§ **What to work on**: Reproduce, exactly, the lines of the material below from the line containing "b: &TransactionRecord) ->" through the line containing "query.filter == TxHistoryFilter::All", with both end lines included and nothing else.

** Opening Entries shown block **

use std::cmp::Ordering;

use serde::{Deserialize, Serialize};
use trv_types::{DashboardKey, OrderDirection, TableHeader, TransactionRecord, TxHistoryFilter};

use crate::{
    config::HistoryConfig,
    pages::{PageWindow, total_pages},
    range::{PageItem, pagination_range, should_render},
    table::{TableRow, build_table_rows, parse_decimal},
};

/// Oldest timestamp (exclusive, seconds) admitted by `filter` at `now_secs`.
pub fn since_timestamp(filter: TxHistoryFilter, now_secs: i64) -> i64 {
    filter
        .window_secs()
        .map_or(0, |window| now_secs.saturating_sub(window))
}

/// Free-text filters typed into the table header. Empty text is no filter.
#[derive(Debug, Clone, Default, PartialEq, Eq, Serialize, Deserialize)]
pub struct RowFilter {
    #[serde(default)]
    pub kind: Option<String>,
    #[serde(default)]
    pub strategy: Option<String>,
    #[serde(default)]
    pub token: Option<String>,
}

impl RowFilter {
    fn terms(&self) -> [Option<&str>; 3] {
        [&self.kind, &self.strategy, &self.token].map(|term| {
            term.as_deref()
                .map(str::trim)
                .filter(|term| !term.is_empty())
        })
    }

    pub fn has_row_filters(&self) -> bool {
        self.terms().iter().any(Option::is_some)
    }

    pub fn matches(&self, tx: &TransactionRecord) -> bool {
        let [kind, strategy, token] = self.terms();
        contains_ignore_case(&tx.kind, kind)
            && contains_ignore_case(&tx.strategy_name, strategy)
            && contains_ignore_case(&tx.token_symbol, token)
    }
}

fn contains_ignore_case(haystack: &str, needle: Option<&str>) -> bool {
    needle.is_none_or(|needle| haystack.to_lowercase().contains(&needle.to_lowercase()))
}

/// Column and direction the table is sorted by.
#[derive(Debug, Clone, Copy, Default, PartialEq, Eq, Serialize, Deserialize)]
pub struct TxOrder {
    pub header: TableHeader,
    pub direction: OrderDirection,
}

impl TxOrder {
    /// Subgraph field backing the column.
    pub const fn field(&self) -> &'static str {
        match self.header {
            TableHeader::Date => "timestamp",
            TableHeader::Strategy => "strategy__name",
            TableHeader::Type => "name",
            TableHeader::Token => "token__symbol",
            TableHeader::Amount => "amount",
            TableHeader::TxHash => "hash",
        }
    }

    pub fn compare(&self, a: &TransactionRecord, b: &TransactionRecord) -> Ordering {
        let ordering = match self.header {
            TableHeader::Date => a.timestamp_secs().cmp(&b.timestamp_secs()),
            TableHeader::Strategy => a.strategy_name.cmp(&b.strategy_name),
            TableHeader::Type => a.kind.cmp(&b.kind),
            TableHeader::Token => a.token_symbol.cmp(&b.token_symbol),
            TableHeader::Amount => parse_decimal(&a.amount)
                .ok()
                .cmp(&parse_decimal(&b.amount).ok()),
            TableHeader::TxHash => a.hash.cmp(&b.hash),
        };
        match self.direction {
            OrderDirection::Asc => ordering,
            OrderDirection::Desc => ordering.reverse(),
        }
    }
}

/// State of the history table controls.
#[derive(Debug, Clone, PartialEq, Eq, Serialize, Deserialize)]
pub struct TxQuery {
    #[serde(default)]
    pub filter: TxHistoryFilter,
    #[serde(default)]
    pub row_filter: RowFilter,
    #[serde(default)]
    pub order: TxOrder,
    /// 1-based
    pub page: u32,
}

impl Default for TxQuery {
    fn default() -> Self {
        Self {
            filter: TxHistoryFilter::default(),
            row_filter: RowFilter::default(),
            order: TxOrder::default(),
            page: 1,
        }
    }
}

/// Rows the table may page through.
///
/// Only the unfiltered aggregate view can trust the protocol-wide counter;
/// every other view counts what was fetched, which the subgraph caps.
pub fn available_rows(
    dashboard: DashboardKey,
    query: &TxQuery,
    protocol_tx_count: Option<u64>,
    fetched_rows: usize,
    max_fetch_rows: u64,
) -> u64 {
    let unfiltered = dashboard.is_trv()
        && query.filter == TxHistoryFilter::All
        && !query.row_filter.has_row_filters();

    match protocol_tx_count {
        Some(count) if unfiltered => count,
        _ => u64::try_from(fetched_rows)
            .unwrap_or(u64::MAX)
            .min(max_fetch_rows),
    }
}

/// One rendered page of the history table.
#[derive(Debug, Clone, PartialEq, Eq, Serialize)]
#[serde(rename_all = "camelCase")]
pub struct TxPage {
    pub rows: Vec<TableRow>,
    pub current_page: u32,
    pub total_rows: u64,
    pub total_pages: u32,
    /// Empty when the control is hidden
    pub pagination: Vec<PageItem>,
}

/// Filters, orders and paginates `transactions` for `dashboard`.
pub fn query_page(
    transactions: &[TransactionRecord],
    dashboard: DashboardKey,
    query: &TxQuery,
    protocol_tx_count: Option<u64>,
    now_secs: i64,
    config: &HistoryConfig,
) -> TxPage {
    let since = since_timestamp(query.filter, now_secs);
    let strategies = dashboard.strategy_names();

    let mut matched: Vec<&TransactionRecord> = transactions
        .iter()
        .filter(|tx| dashboard.is_trv() || strategies.contains(&tx.strategy_name))
        .filter(|tx| tx.timestamp_secs().is_some_and(|ts| ts > since))
        .filter(|tx| query.row_filter.matches(tx))
        .collect();
    matched.sort_by(|a, b| query.order.compare(a, b));

    let total_rows = available_rows(
        dashboard,
        query,
        protocol_tx_count,
        matched.len(),
        config.max_fetch_rows,
    );
    let total_pages = total_pages(total_rows, config.rows_per_page);
    let window = PageWindow::for_page(query.page, config.rows_per_page);
    let rows = build_table_rows(window.slice(&matched).iter().copied());

    let range = pagination_range(query.page, total_pages);
    let pagination = if should_render(&range, query.page) {
        range
    } else {
        Vec::new()
    };

    tracing::debug!(
        dashboard = dashboard.as_str(),
        filter = query.filter.as_str(),
        order = query.order.field(),
        matched = matched.len(),
        total_rows,
        page = query.page,
        "Queried transaction history"
    );

    TxPage {
        rows,
        current_page: query.page,
        total_rows,
        total_pages,
        pagination,
    }
}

** Closing Entries shown block **

§ **Result for this exercise**:
    pub fn compare(&self, a: &TransactionRecord, b: &TransactionRecord) -> Ordering {
        let ordering = match self.header {
            TableHeader::Date => a.timestamp_secs().cmp(&b.timestamp_secs()),
            TableHeader::Strategy => a.strategy_name.cmp(&b.strategy_name),
            TableHeader::Type => a.kind.cmp(&b.kind),
            TableHeader::Token => a.token_symbol.cmp(&b.token_symbol),
            TableHeader::Amount => parse_decimal(&a.amount)
                .ok()
                .cmp(&parse_decimal(&b.amount).ok()),
            TableHeader::TxHash => a.hash.cmp(&b.hash),
        };
        match self.direction {
            OrderDirection::Asc => ordering,
            OrderDirection::Desc => ordering.reverse(),
        }
    }
}

/// State of the history table controls.
#[derive(Debug, Clone, PartialEq, Eq, Serialize, Deserialize)]
pub struct TxQuery {
    #[serde(default)]
    pub filter: TxHistoryFilter,
    #[serde(default)]
    pub row_filter: RowFilter,
    #[serde(default)]
    pub order: TxOrder,
    /// 1-based
    pub page: u32,
}

impl Default for TxQuery {
    fn default() -> Self {
        Self {
            filter: TxHistoryFilter::default(),
            row_filter: RowFilter::default(),
            order: TxOrder::default(),
            page: 1,
        }
    }
}

/// Rows the table may page through.
///
/// Only the unfiltered aggregate view can trust the protocol-wide counter;
/// every other view counts what was fetched, which the subgraph caps.
pub fn available_rows(
    dashboard: DashboardKey,
    query: &TxQuery,
    protocol_tx_count: Option<u64>,
    fetched_rows: usize,
    max_fetch_rows: u64,
) -> u64 {
    let unfiltered = dashboard.is_trv()
        && query.filter == TxHistoryFilter::All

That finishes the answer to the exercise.